DIRECTIONS FOR THIS TASK
Whatever appears in the listing must be reproduced exactly.

= = = = =

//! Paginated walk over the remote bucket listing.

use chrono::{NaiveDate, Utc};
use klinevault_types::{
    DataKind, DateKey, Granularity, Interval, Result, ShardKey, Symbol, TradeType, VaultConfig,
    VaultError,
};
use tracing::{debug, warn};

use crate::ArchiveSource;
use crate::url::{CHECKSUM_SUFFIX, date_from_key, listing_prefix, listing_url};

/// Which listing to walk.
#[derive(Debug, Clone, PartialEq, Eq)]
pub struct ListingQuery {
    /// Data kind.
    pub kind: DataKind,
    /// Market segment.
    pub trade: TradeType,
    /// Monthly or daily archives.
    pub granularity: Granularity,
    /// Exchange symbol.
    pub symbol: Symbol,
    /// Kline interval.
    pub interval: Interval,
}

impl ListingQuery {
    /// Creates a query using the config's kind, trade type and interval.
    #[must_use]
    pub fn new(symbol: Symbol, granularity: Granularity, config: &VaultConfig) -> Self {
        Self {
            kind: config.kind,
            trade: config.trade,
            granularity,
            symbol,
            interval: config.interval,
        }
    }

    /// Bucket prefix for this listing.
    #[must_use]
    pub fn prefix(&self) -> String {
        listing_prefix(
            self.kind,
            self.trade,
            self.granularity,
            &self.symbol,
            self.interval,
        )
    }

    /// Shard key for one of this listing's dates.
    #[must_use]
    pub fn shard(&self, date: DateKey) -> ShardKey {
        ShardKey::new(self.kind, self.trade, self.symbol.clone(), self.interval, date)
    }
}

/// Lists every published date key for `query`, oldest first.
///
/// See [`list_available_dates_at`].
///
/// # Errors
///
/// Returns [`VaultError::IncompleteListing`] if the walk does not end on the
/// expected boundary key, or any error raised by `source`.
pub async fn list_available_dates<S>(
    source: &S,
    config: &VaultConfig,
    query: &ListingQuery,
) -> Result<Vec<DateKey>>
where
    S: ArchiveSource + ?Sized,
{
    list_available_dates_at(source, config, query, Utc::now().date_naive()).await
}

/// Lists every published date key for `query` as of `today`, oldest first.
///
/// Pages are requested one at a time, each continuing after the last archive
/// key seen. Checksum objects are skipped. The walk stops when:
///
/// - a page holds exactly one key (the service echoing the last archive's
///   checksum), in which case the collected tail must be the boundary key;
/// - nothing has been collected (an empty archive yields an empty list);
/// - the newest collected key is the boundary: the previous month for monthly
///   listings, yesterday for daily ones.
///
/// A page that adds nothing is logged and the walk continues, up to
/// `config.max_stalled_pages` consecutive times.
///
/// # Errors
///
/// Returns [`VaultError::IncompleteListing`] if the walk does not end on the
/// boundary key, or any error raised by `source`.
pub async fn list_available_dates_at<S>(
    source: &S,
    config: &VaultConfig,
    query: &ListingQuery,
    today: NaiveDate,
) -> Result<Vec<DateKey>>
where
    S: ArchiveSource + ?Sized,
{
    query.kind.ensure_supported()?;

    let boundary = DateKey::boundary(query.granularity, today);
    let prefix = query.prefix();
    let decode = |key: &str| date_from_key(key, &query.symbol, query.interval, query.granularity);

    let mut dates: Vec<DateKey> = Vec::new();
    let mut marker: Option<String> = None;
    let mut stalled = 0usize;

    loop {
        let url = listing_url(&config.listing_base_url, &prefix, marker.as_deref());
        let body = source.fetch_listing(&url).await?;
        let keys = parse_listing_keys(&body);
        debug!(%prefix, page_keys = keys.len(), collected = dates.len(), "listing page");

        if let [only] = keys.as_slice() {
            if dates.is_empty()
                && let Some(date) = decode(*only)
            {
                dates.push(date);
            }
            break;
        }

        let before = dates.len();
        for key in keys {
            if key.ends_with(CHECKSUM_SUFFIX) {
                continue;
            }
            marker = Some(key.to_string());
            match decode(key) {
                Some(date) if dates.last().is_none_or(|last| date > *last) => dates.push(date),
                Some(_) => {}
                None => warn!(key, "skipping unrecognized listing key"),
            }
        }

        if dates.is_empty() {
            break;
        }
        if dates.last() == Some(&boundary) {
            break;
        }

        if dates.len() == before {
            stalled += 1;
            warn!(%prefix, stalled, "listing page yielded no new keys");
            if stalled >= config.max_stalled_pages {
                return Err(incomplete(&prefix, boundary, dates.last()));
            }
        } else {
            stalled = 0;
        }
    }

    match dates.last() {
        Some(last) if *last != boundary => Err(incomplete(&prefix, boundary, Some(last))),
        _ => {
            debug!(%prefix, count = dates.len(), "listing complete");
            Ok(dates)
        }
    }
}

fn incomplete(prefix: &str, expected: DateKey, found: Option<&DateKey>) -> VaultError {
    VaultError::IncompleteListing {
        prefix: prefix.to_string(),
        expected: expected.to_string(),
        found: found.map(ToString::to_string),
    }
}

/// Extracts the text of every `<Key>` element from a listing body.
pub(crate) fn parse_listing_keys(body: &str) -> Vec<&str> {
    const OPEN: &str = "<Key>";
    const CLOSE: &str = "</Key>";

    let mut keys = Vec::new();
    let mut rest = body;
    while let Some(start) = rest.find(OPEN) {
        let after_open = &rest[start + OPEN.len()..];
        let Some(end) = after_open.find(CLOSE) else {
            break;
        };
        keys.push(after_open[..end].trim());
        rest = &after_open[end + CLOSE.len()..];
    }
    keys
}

= = = = =

OUTPUT FOR THIS TASK
//! Paginated walk over the remote bucket listing.

use chrono::{NaiveDate, Utc};
use klinevault_types::{
    DataKind, DateKey, Granularity, Interval, Result, ShardKey, Symbol, TradeType, VaultConfig,
    VaultError,
};
use tracing::{debug, warn};

use crate::ArchiveSource;
use crate::url::{CHECKSUM_SUFFIX, date_from_key, listing_prefix, listing_url};

/// Which listing to walk.
#[derive(Debug, Clone, PartialEq, Eq)]
pub struct ListingQuery {
    /// Data kind.
    pub kind: DataKind,
    /// Market segment.
    pub trade: TradeType,
    /// Monthly or daily archives.
    pub granularity: Granularity,
    /// Exchange symbol.
    pub symbol: Symbol,
    /// Kline interval.
    pub interval: Interval,
}

impl ListingQuery {
    /// Creates a query using the config's kind, trade type and interval.
    #[must_use]
    pub fn new(symbol: Symbol, granularity: Granularity, config: &VaultConfig) -> Self {
        Self {
            kind: config.kind,
            trade: config.trade,
            granularity,
            symbol,
            interval: config.interval,
        }
    }

    /// Bucket prefix for this listing.
    #[must_use]
    pub fn prefix(&self) -> String {
        listing_prefix(
            self.kind,
            self.trade,
            self.granularity,
            &self.symbol,
            self.interval,
        )
    }

    /// Shard key for one of this listing's dates.
    #[must_use]
    pub fn shard(&self, date: DateKey) -> ShardKey {
        ShardKey::new(self.kind, self.trade, self.symbol.clone(), self.interval, date)
    }
}

/// Lists every published date key for `query`, oldest first.
///
/// See [`list_available_dates_at`].
///
/// # Errors
///
/// Returns [`VaultError::IncompleteListing`] if the walk does not end on the
/// expected boundary key, or any error raised by `source`.
pub async fn list_available_dates<S>(
    source: &S,
    config: &VaultConfig,
    query: &ListingQuery,
) -> Result<Vec<DateKey>>
where
    S: ArchiveSource + ?Sized,
{
    list_available_dates_at(source, config, query, Utc::now().date_naive()).await
}

/// Lists every published date key for `query` as of `today`, oldest first.
///
/// Pages are requested one at a time, each continuing after the last archive
/// key seen. Checksum objects are skipped. The walk stops when:
///
/// - a page holds exactly one key (the service echoing the last archive's
///   checksum), in which case the collected tail must be the boundary key;
/// - nothing has been collected (an empty archive yields an empty list);
/// - the newest collected key is the boundary: the previous month for monthly
///   listings, yesterday for daily ones.
///
/// A page that adds nothing is logged and the walk continues, up to
/// `config.max_stalled_pages` consecutive times.
///
/// # Errors
///
/// Returns [`VaultError::IncompleteListing`] if the walk does not end on the
/// boundary key, or any error raised by `source`.
pub async fn list_available_dates_at<S>(
    source: &S,
    config: &VaultConfig,
    query: &ListingQuery,
    today: NaiveDate,
) -> Result<Vec<DateKey>>
where
    S: ArchiveSource + ?Sized,
{
    query.kind.ensure_supported()?;

    let boundary = DateKey::boundary(query.granularity, today);
    let prefix = query.prefix();
    let decode = |key: &str| date_from_key(key, &query.symbol, query.interval, query.granularity);

    let mut dates: Vec<DateKey> = Vec::new();
    let mut marker: Option<String> = None;
    let mut stalled = 0usize;

    loop {
        let url = listing_url(&config.listing_base_url, &prefix, marker.as_deref());
        let body = source.fetch_listing(&url).await?;
        let keys = parse_listing_keys(&body);
        debug!(%prefix, page_keys = keys.len(), collected = dates.len(), "listing page");

        if let [only] = keys.as_slice() {
            if dates.is_empty()
                && let Some(date) = decode(*only)
            {
                dates.push(date);
            }
            break;
        }

        let before = dates.len();
        for key in keys {
            if key.ends_with(CHECKSUM_SUFFIX) {
                continue;
            }
            marker = Some(key.to_string());
            match decode(key) {
                Some(date) if dates.last().is_none_or(|last| date > *last) => dates.push(date),
                Some(_) => {}
                None => warn!(key, "skipping unrecognized listing key"),
            }
        }

        if dates.is_empty() {
            break;
        }
        if dates.last() == Some(&boundary) {
            break;
        }

        if dates.len() == before {
            stalled += 1;
            warn!(%prefix, stalled, "listing page yielded no new keys");
            if stalled >= config.max_stalled_pages {
                return Err(incomplete(&prefix, boundary, dates.last()));
            }
        } else {
            stalled = 0;
        }
    }

    match dates.last() {
        Some(last) if *last != boundary => Err(incomplete(&prefix, boundary, Some(last))),
        _ => {
            debug!(%prefix, count = dates.len(), "listing complete");
            Ok(dates)
        }
    }
}

fn incomplete(prefix: &str, expected: DateKey, found: Option<&DateKey>) -> VaultError {
    VaultError::IncompleteListing {
        prefix: prefix.to_string(),
        expected: expected.to_string(),
        found: found.map(ToString::to_string),
    }
}

/// Extracts the text of every `<Key>` element from a listing body.
pub(crate) fn parse_listing_keys(body: &str) -> Vec<&str> {
    const OPEN: &str = "<Key>";
    const CLOSE: &str = "</Key>";

    let mut keys = Vec::new();
    let mut rest = body;
    while let Some(start) = rest.find(OPEN) {
        let after_open = &rest[start + OPEN.len()..];
        let Some(end) = after_open.find(CLOSE) else {
            break;
        };
        keys.push(after_open[..end].trim());
        rest = &after_open[end + CLOSE.len()..];
    }
    keys
}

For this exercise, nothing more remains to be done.